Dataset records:
....
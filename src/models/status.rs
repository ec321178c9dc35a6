use serde::{Deserialize, Serialize};

use super::enums::RunStatus;

/// One row of the status ledger.
#[derive(Debug, Clone, PartialEq, Eq, Serialize, Deserialize)]
pub struct StatusEntry {
    pub id: String,
    #[serde(rename = "runStatus")]
    pub run_status: RunStatus,
}

impl StatusEntry {
    pub fn new(id: impl Into<String>, run_status: RunStatus) -> Self {
        Self {
            id: id.into(),
            run_status,
        }
    }
}
//! API error types with structured JSON responses.

use axum::extract::rejection::JsonRejection;
use axum::http::StatusCode;
use axum::response::{IntoResponse, Response};
use axum::Json;
use serde::Serialize;

use crate::patients::PatientError;
use crate::store::StoreError;

/// Structured error response body.
#[derive(Debug, Serialize)]
pub struct ErrorBody {
    pub error: ErrorDetail,
}

#[derive(Debug, Serialize)]
pub struct ErrorDetail {
    pub code: &'static str,
    pub message: String,
}

/// API-level errors with HTTP status mapping.
#[derive(Debug, thiserror::Error)]
pub enum ApiError {
    #[error("Not found: {0}")]
    NotFound(String),
    #[error("Unprocessable request: {0}")]
    Unprocessable(String),
    #[error("Internal error: {0}")]
    Internal(String),
}

impl IntoResponse for ApiError {
    fn into_response(self) -> Response {
        let (status, code, message) = match self {
            ApiError::NotFound(detail) => (StatusCode::NOT_FOUND, "NOT_FOUND", detail),
            ApiError::Unprocessable(detail) => (
                StatusCode::UNPROCESSABLE_ENTITY,
                "UNPROCESSABLE",
                detail,
            ),
            ApiError::Internal(detail) => {
                tracing::error!(detail, "API internal error");
                (
                    StatusCode::INTERNAL_SERVER_ERROR,
                    "INTERNAL",
                    "An internal error occurred".to_string(),
                )
            }
        };

        let body = ErrorBody {
            error: ErrorDetail { code, message },
        };
        (status, Json(body)).into_response()
    }
}

impl From<PatientError> for ApiError {
    fn from(err: PatientError) -> Self {
        match err {
            e @ PatientError::NotFound(_) => ApiError::NotFound(e.to_string()),
            PatientError::Store(e) => e.into(),
        }
    }
}

impl From<StoreError> for ApiError {
    fn from(err: StoreError) -> Self {
        ApiError::Internal(err.to_string())
    }
}

/// Every body the update schema cannot accept is a 422: wrong-shaped JSON,
/// unparsable JSON, and a missing body or JSON content type alike.
impl From<JsonRejection> for ApiError {
    fn from(rejection: JsonRejection) -> Self {
        ApiError::Unprocessable(rejection.body_text())
    }
}

impl From<tokio::task::JoinError> for ApiError {
    fn from(err: tokio::task::JoinError) -> Self {
        ApiError::Internal(format!("blocking task failed: {err}"))
    }
}

#[cfg(test)]
mod tests {
    use super::*;
    use axum::body::to_bytes;

    async fn body_json(response: Response) -> serde_json::Value {
        let body = to_bytes(response.into_body(), 4096).await.unwrap();
        serde_json::from_slice(&body).unwrap()
    }

    #[tokio::test]
    async fn not_found_returns_404_with_message() {
        let response = ApiError::from(PatientError::NotFound("p9".into())).into_response();
        assert_eq!(response.status(), StatusCode::NOT_FOUND);
        let json = body_json(response).await;
        assert_eq!(json["error"]["code"], "NOT_FOUND");
        assert_eq!(json["error"]["message"], "Patient p9 not found");
    }

    #[tokio::test]
    async fn unprocessable_returns_422() {
        let response = ApiError::Unprocessable("bad runStatus".into()).into_response();
        assert_eq!(response.status(), StatusCode::UNPROCESSABLE_ENTITY);
    }


    #[tokio::test]
    async fn store_error_hides_details() {
        let err = StoreError::Io {
            path: "/srv/data/heidi_patients.json".into(),
            source: std::io::Error::new(std::io::ErrorKind::NotFound, "gone"),
        };
        let response = ApiError::from(PatientError::Store(err)).into_response();
        assert_eq!(response.status(), StatusCode::INTERNAL_SERVER_ERROR);
        let json = body_json(response).await;
        assert_eq!(json["error"]["message"], "An internal error occurred");
    }
}
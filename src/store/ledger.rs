use std::path::{Path, PathBuf};

use super::{read_document, write_document, StoreError};
use crate::models::{PatientRecord, RunStatus, StatusEntry};

/// The sparse run-status document.
#[derive(Debug, Clone)]
pub struct StatusLedger {
    path: PathBuf,
}

impl StatusLedger {
    pub fn new(path: impl Into<PathBuf>) -> Self {
        Self { path: path.into() }
    }

    pub fn path(&self) -> &Path {
        &self.path
    }

    /// All entries in stored order. A ledger file that does not exist yet
    /// is an empty ledger: every patient is implicitly `NOT_RUN`.
    pub fn load(&self) -> Result<Vec<StatusEntry>, StoreError> {
        if !self.path.exists() {
            tracing::debug!(path = %self.path.display(), "Status ledger absent, treating as empty");
            return Ok(Vec::new());
        }
        read_document(&self.path)
    }

    /// Overwrite the whole document.
    pub fn save(&self, entries: &[StatusEntry]) -> Result<(), StoreError> {
        write_document(&self.path, entries)
    }
}

/// Status for `id`, or `NOT_RUN` when the ledger has no entry.
pub fn get_status(id: &str, entries: &[StatusEntry]) -> RunStatus {
    entries
        .iter()
        .find(|e| e.id == id)
        .map(|e| e.run_status)
        .unwrap_or_default()
}

/// Update the first entry for `id`, or append one.
pub fn set_status(id: &str, status: RunStatus, entries: &mut Vec<StatusEntry>) {
    match entries.iter_mut().find(|e| e.id == id) {
        Some(entry) => entry.run_status = status,
        None => entries.push(StatusEntry::new(id, status)),
    }
}

/// A fresh ledger with one `NOT_RUN` entry per record, in record order.
pub fn reset_entries(records: &[PatientRecord]) -> Vec<StatusEntry> {
    records
        .iter()
        .map(|r| StatusEntry::new(r.id.clone(), RunStatus::NotRun))
        .collect()
}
....
● WORK ORDER
All entries are to be output exactly as they stand.

● ANSWER FOR THE TASK
filename src/models/status.rs
repository ec321178c9dc35a6
use serde::{Deserialize, Serialize};

use super::enums::RunStatus;

/// One row of the status ledger.
#[derive(Debug, Clone, PartialEq, Eq, Serialize, Deserialize)]
pub struct StatusEntry {
    pub id: String,
    #[serde(rename = "runStatus")]
    pub run_status: RunStatus,
}

impl StatusEntry {
    pub fn new(id: impl Into<String>, run_status: RunStatus) -> Self {
        Self {
            id: id.into(),
            run_status,
        }
    }
}
//! API error types with structured JSON responses.

use axum::extract::rejection::JsonRejection;
use axum::http::StatusCode;
use axum::response::{IntoResponse, Response};
use axum::Json;
use serde::Serialize;

use crate::patients::PatientError;
use crate::store::StoreError;

/// Structured error response body.
#[derive(Debug, Serialize)]
pub struct ErrorBody {
    pub error: ErrorDetail,
}

#[derive(Debug, Serialize)]
pub struct ErrorDetail {
    pub code: &'static str,
    pub message: String,
}

/// API-level errors with HTTP status mapping.
#[derive(Debug, thiserror::Error)]
pub enum ApiError {
    #[error("Not found: {0}")]
    NotFound(String),
    #[error("Unprocessable request: {0}")]
    Unprocessable(String),
    #[error("Internal error: {0}")]
    Internal(String),
}

impl IntoResponse for ApiError {
    fn into_response(self) -> Response {
        let (status, code, message) = match self {
            ApiError::NotFound(detail) => (StatusCode::NOT_FOUND, "NOT_FOUND", detail),
            ApiError::Unprocessable(detail) => (
                StatusCode::UNPROCESSABLE_ENTITY,
                "UNPROCESSABLE",
                detail,
            ),
            ApiError::Internal(detail) => {
                tracing::error!(detail, "API internal error");
                (
                    StatusCode::INTERNAL_SERVER_ERROR,
                    "INTERNAL",
                    "An internal error occurred".to_string(),
                )
            }
        };

        let body = ErrorBody {
            error: ErrorDetail { code, message },
        };
        (status, Json(body)).into_response()
    }
}

impl From<PatientError> for ApiError {
    fn from(err: PatientError) -> Self {
        match err {
            e @ PatientError::NotFound(_) => ApiError::NotFound(e.to_string()),
            PatientError::Store(e) => e.into(),
        }
    }
}

impl From<StoreError> for ApiError {
    fn from(err: StoreError) -> Self {
        ApiError::Internal(err.to_string())
    }
}

/// Every body the update schema cannot accept is a 422: wrong-shaped JSON,
/// unparsable JSON, and a missing body or JSON content type alike.
impl From<JsonRejection> for ApiError {
    fn from(rejection: JsonRejection) -> Self {
        ApiError::Unprocessable(rejection.body_text())
    }
}

impl From<tokio::task::JoinError> for ApiError {
    fn from(err: tokio::task::JoinError) -> Self {
        ApiError::Internal(format!("blocking task failed: {err}"))
    }
}

#[cfg(test)]
mod tests {
    use super::*;
    use axum::body::to_bytes;

    async fn body_json(response: Response) -> serde_json::Value {
        let body = to_bytes(response.into_body(), 4096).await.unwrap();
        serde_json::from_slice(&body).unwrap()
    }

    #[tokio::test]
    async fn not_found_returns_404_with_message() {
        let response = ApiError::from(PatientError::NotFound("p9".into())).into_response();
        assert_eq!(response.status(), StatusCode::NOT_FOUND);
        let json = body_json(response).await;
        assert_eq!(json["error"]["code"], "NOT_FOUND");
        assert_eq!(json["error"]["message"], "Patient p9 not found");
    }

    #[tokio::test]
    async fn unprocessable_returns_422() {
        let response = ApiError::Unprocessable("bad runStatus".into()).into_response();
        assert_eq!(response.status(), StatusCode::UNPROCESSABLE_ENTITY);
    }


    #[tokio::test]
    async fn store_error_hides_details() {
        let err = StoreError::Io {
            path: "/srv/data/heidi_patients.json".into(),
            source: std::io::Error::new(std::io::ErrorKind::NotFound, "gone"),
        };
        let response = ApiError::from(PatientError::Store(err)).into_response();
        assert_eq!(response.status(), StatusCode::INTERNAL_SERVER_ERROR);
        let json = body_json(response).await;
        assert_eq!(json["error"]["message"], "An internal error occurred");
    }
}
filename src/store/ledger.rs
use std::path::{Path, PathBuf};

use super::{read_document, write_document, StoreError};
use crate::models::{PatientRecord, RunStatus, StatusEntry};

/// The sparse run-status document.
#[derive(Debug, Clone)]
pub struct StatusLedger {
    path: PathBuf,
}

impl StatusLedger {
    pub fn new(path: impl Into<PathBuf>) -> Self {
        Self { path: path.into() }
    }

    pub fn path(&self) -> &Path {
        &self.path
    }

    /// All entries in stored order. A ledger file that does not exist yet
    /// is an empty ledger: every patient is implicitly `NOT_RUN`.
    pub fn load(&self) -> Result<Vec<StatusEntry>, StoreError> {
        if !self.path.exists() {
            tracing::debug!(path = %self.path.display(), "Status ledger absent, treating as empty");
            return Ok(Vec::new());
        }
        read_document(&self.path)
    }

    /// Overwrite the whole document.
    pub fn save(&self, entries: &[StatusEntry]) -> Result<(), StoreError> {
        write_document(&self.path, entries)
    }
}

/// Status for `id`, or `NOT_RUN` when the ledger has no entry.
pub fn get_status(id: &str, entries: &[StatusEntry]) -> RunStatus {
    entries
        .iter()
        .find(|e| e.id == id)
        .map(|e| e.run_status)
        .unwrap_or_default()
}

/// Update the first entry for `id`, or append one.
pub fn set_status(id: &str, status: RunStatus, entries: &mut Vec<StatusEntry>) {
    match entries.iter_mut().find(|e| e.id == id) {
        Some(entry) => entry.run_status = status,
        None => entries.push(StatusEntry::new(id, status)),
    }
}

/// A fresh ledger with one `NOT_RUN` entry per record, in record order.
pub fn reset_entries(records: &[PatientRecord]) -> Vec<StatusEntry> {
    records
        .iter()
        .map(|r| StatusEntry::new(r.id.clone(), RunStatus::NotRun))
        .collect()
}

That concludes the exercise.